At this point, as I knew labels for images, the challenge could be treated as a supervised classification task. I decided try the following approaches:

  1. Classification in the original image space
  2. Classification in an embedding space

1.1 Classification in the original image space

Firstly I flattened all images in to vectors of length 575, then applied on those vectors simple Logistic Regression classifier and got the following results:

Metric	Train	Test
Accuracy	0.901	0.865
F1 Score	0.893	0.845
EER	0.100	0.122

Well, not bad for simple model as logistic regression appled on the data in the original image space. Let's try something a bit fancier, for instance Catboot Classifer:

Metric	Train	Test
Accuracy	0.999	0.895
F1 Score	0.999	0.879
EER	0.000	0.037

Well, overfitting is present as it's expected from a tree based model. Rather than trying to reduce overfitting with catboost model, let me proceed to something a bit more involved but that might give better results and get rid of overfitting

1.2 Classification in an embedding space

Well done with classifiying objects in original space. Let's try to handle classification using features/embedding of some network. A prior is that objects(eyes) would be seperated in the embedding space more easily. Instead of creating new model architecture and traning it from a scratch, I decided to use a pre-trained model and fine-tune it to my problem - Transfer Learning. It's almost always easier to achieve better results using pre-trained models, therefore I took ResNet-18, changed it's head and fine tuned it. Results are:

Metric	Train	Test
Accuracy	0.997	0.980
F1 Score	0.996	0.978
EER	0.003	0.028

Results are much better compared to the ones I obtained using features in the image space (Hence the assumption of better seperation in an embedding space is proved). Although training a model and inference take a bit more time but all metrics have imporoved and we got rid of overfitting by a huge margin.
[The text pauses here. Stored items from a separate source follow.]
mod cli;
mod dotenv;
mod repl;
mod settings;
mod shell;

use std::io::Write;
use std::path::Path;
use std::process::ExitCode;

use tracing_subscriber::EnvFilter;
use tutor_common::{ConfigError, TutorError};
use tutor_config::TutorConfig;

use crate::repl::LoopOptions;
use crate::shell::Shell;

fn load_config(args: &cli::Args) -> (TutorConfig, Option<ConfigError>) {
    let result = match args.config {
        Some(ref path) => tutor_config::load_config_from(path),
        None => tutor_config::load_config(),
    };
    match result {
        Ok(config) => (config, None),
        Err(e) => (TutorConfig::default(), Some(e)),
    }
}

/// Log to stderr so chat output on stdout stays clean. `RUST_LOG` wins.
fn init_logging(directive: &str) {
    tracing_subscriber::fmt()
        .with_writer(std::io::stderr)
        .with_env_filter(
            EnvFilter::try_from_default_env().unwrap_or_else(|_| EnvFilter::new(directive)),
        )
        .init();
}

fn print_setup_help(err: &ConfigError) {
    eprintln!("\nError: {err}");
    if let ConfigError::MissingCredential(backend) | ConfigError::InvalidCredential(backend) = err {
        eprintln!("\nTo use this tutor:");
        eprintln!("1. Get an API key from {}", backend.console_url());
        eprintln!(
            "2. Create a .env file with: {}=your_key_here (or pass --api-key)",
            backend.credential_env_var()
        );
        eprintln!("3. Run the tutor again\n");
    }
}

#[tokio::main(flavor = "current_thread")]
async fn main() -> ExitCode {
    dotenv::load(Path::new(".env"));

    let args = cli::parse();
    let (mut config, config_err) = load_config(&args);

    init_logging(&settings::log_directive(&args, &config));
    tracing::info!("Tutor v{} starting...", env!("CARGO_PKG_VERSION"));
    if let Some(e) = config_err {
        tracing::warn!("Config load failed, using defaults: {e}");
    }
    if let Some(e) = tutor_config::validation::repair(&mut config) {
        tracing::warn!("Invalid config values reset to defaults: {e}");
    }

    let session_config =
        match settings::session_config(&args, &config, |name| std::env::var(name).ok()) {
            Ok(c) => c,
            Err(e) => {
                print_setup_help(&e);
                return ExitCode::FAILURE;
            }
        };
    let export_path = settings::export_path(&args, &config);

    let mut shell = Shell::new(config.display.color && !args.no_color);
    let opts = LoopOptions {
        config: session_config,
        export_path: &export_path,
        prompt_save: config.export.prompt_on_exit,
        full_transcript: settings::full_transcript(&args, &config),
    };

    let stdin = std::io::stdin();
    let mut stdout = std::io::stdout();
    let result = repl::run(&mut shell, opts, &mut stdin.lock(), &mut stdout).await;
    if let Err(e) = stdout.flush() {
        tracing::warn!("Failed to flush stdout: {e}");
    }

    if let Some(session) = shell.session() {
        let usage = session.tracker();
        tracing::info!(
            calls = usage.call_count(),
            input_tokens = usage.total().input_tokens,
            output_tokens = usage.total().output_tokens,
            "Session finished"
        );
    }

    match result {
        Ok(()) => ExitCode::SUCCESS,
        Err(TutorError::Config(e)) => {
            print_setup_help(&e);
            ExitCode::FAILURE
        }
        Err(e) => {
            tracing::error!("Chat loop failed: {e}");
            eprintln!("\nUnexpected error: {e}");
            ExitCode::FAILURE
        }
    }
}
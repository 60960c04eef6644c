//! Transcript entries.

use serde::{Deserialize, Serialize};

/// Who produced a turn.
#[derive(Debug, Clone, Copy, PartialEq, Eq, Serialize, Deserialize)]
#[serde(rename_all = "lowercase")]
pub enum Speaker {
    User,
    Assistant,
}

impl Speaker {
    /// Role name used by both provider wire formats.
    pub fn role(self) -> &'static str {
        match self {
            Speaker::User => "user",
            Speaker::Assistant => "assistant",
        }
    }

    /// Label used when rendering or exporting a transcript.
    pub fn label(self) -> &'static str {
        match self {
            Speaker::User => "You",
            Speaker::Assistant => "Tutor",
        }
    }
}

/// One message in a conversation. Never modified after it is appended.
#[derive(Debug, Clone, PartialEq, Eq, Serialize, Deserialize)]
pub struct Turn {
    speaker: Speaker,
    text: String,
}

impl Turn {
    pub fn new(speaker: Speaker, text: impl Into<String>) -> Self {
        Self {
            speaker,
            text: text.into(),
        }
    }

    pub fn user(text: impl Into<String>) -> Self {
        Self::new(Speaker::User, text)
    }

    pub fn assistant(text: impl Into<String>) -> Self {
        Self::new(Speaker::Assistant, text)
    }

    pub fn speaker(&self) -> Speaker {
        self.speaker
    }

    pub fn text(&self) -> &str {
        &self.text
    }
}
One interesting fact that I have notieced is, the model makes false predictions for some samples with pretty high confidence such as following (samples from training set)

To cure that I went throught the dataset, correcting some difficults samples. Samples that fall in to category of "difficult to classify" I put to class 0, such as this one:

And only samples that are surly "opened eyes", such as following one, were categorized with label 1:

Even after correcting labels in the dataset, for some samples the model makes false predictins. I can not surely tell why this happens

2. Clustering

After compliting classification part I set down and thought to myself. What would you do if you did not have this luck with modication time. What would you do if there really were no labels. Therefore, I decived that I had to solve the problem using proper methods. I considered the follwoing ones:

1. Clustering in Image Space
2. PCA Approach 
3. SVD Approach
4. Clustering in Embedding Space 
5. Domain Adaptation Approach

2.1 Clustering in Image Space

First algorithm that pop up to my mind is k means clustering. I flattened the images to vectors as in paragraph 1.1 and conducted clustering using k-means clustring algorithm

Metric	Train	Test
Accuracy	0.619	0.605
F1 Score	0.617	0.614
EER	NaN	NaN

EER was not calculated as k-means does not provide prediction probas and anyway the results are no satifyting. A little better than random guess

2.2 PCA Approach

Next idea was to reduce dimentionality using PCA after that conduct clustering. Playing with different parameters I got best results with n_components = 300 for PCA

Metric	Train	Test
Accuracy	0.638	0.625
F1 Score	0.650	0.644
EER	NaN	NaN

Althougth I do not trust myself using TSNE (as the results of tsne dimentionality reduction depend greatly on perplexity parameter. Have a look on this excellent post about TSNE on distill.pub), I decided to give it a try, just to visualize the features after PCA. On the image below we can see that there is only one single cluster. So PCA, most probably, does not seperate data in higher dimentions either

PCA imporved resutls a just a bit. But those results are not the ones I am aming for, so I proceeded to a next approach

2.3 SVD Approach

If you take a look on images carefully, then you will come to a conclusion that there is a lot of redundant information for the task of clustering. What I mean is following, in order to determine if an eye is closed or open one does not need very detailed information as in the original image. See the examples below:

So the basic idea was is find all high friqunacy details in every image and only use them in clustering task. This can be done easy using $SVD$ decomposion. I am not going into the details how its done - as the procedure is pretty simple, and if one needs details take a look at the git repo of this project

Metric	Train	Test
Accuracy	0.620	0.61
F1 Score	0.619	0.621
EER	NaN	NaN

Neahh, does not work. I iteratively foud the number of componests(in SVD) that maximize the metrics, never the less, could not get what I was hoping for - something aroud ~ 0.8 accuracy

2.4 Clustering in Embedding Space

The best I achieved by clustering in the original space was accuracy: 0.625, f1 score: 0.644 on validation set. Let's try now using fancier features than just row pixels and their linear tranformations. I took pre-trained model ResNet-34, changed it's last layer to identity layer, computer features and conducted clustering using k-means algorithm

Metric	Train	Test
Accuracy	0.609	0.605
F1 Score	0.607	0.622
EER	NaN	NaN

Clustering on features of pre-trained model gave me results a bit better than a random guess. Therefore, as a next step, I decided to train a Autoencoder using pre-trianed backbone - squeezenet as its light and has good classification metric on ImageNet data set. Achieved recostruction of the following quality on a test set (left orignal image, right the reconstraction)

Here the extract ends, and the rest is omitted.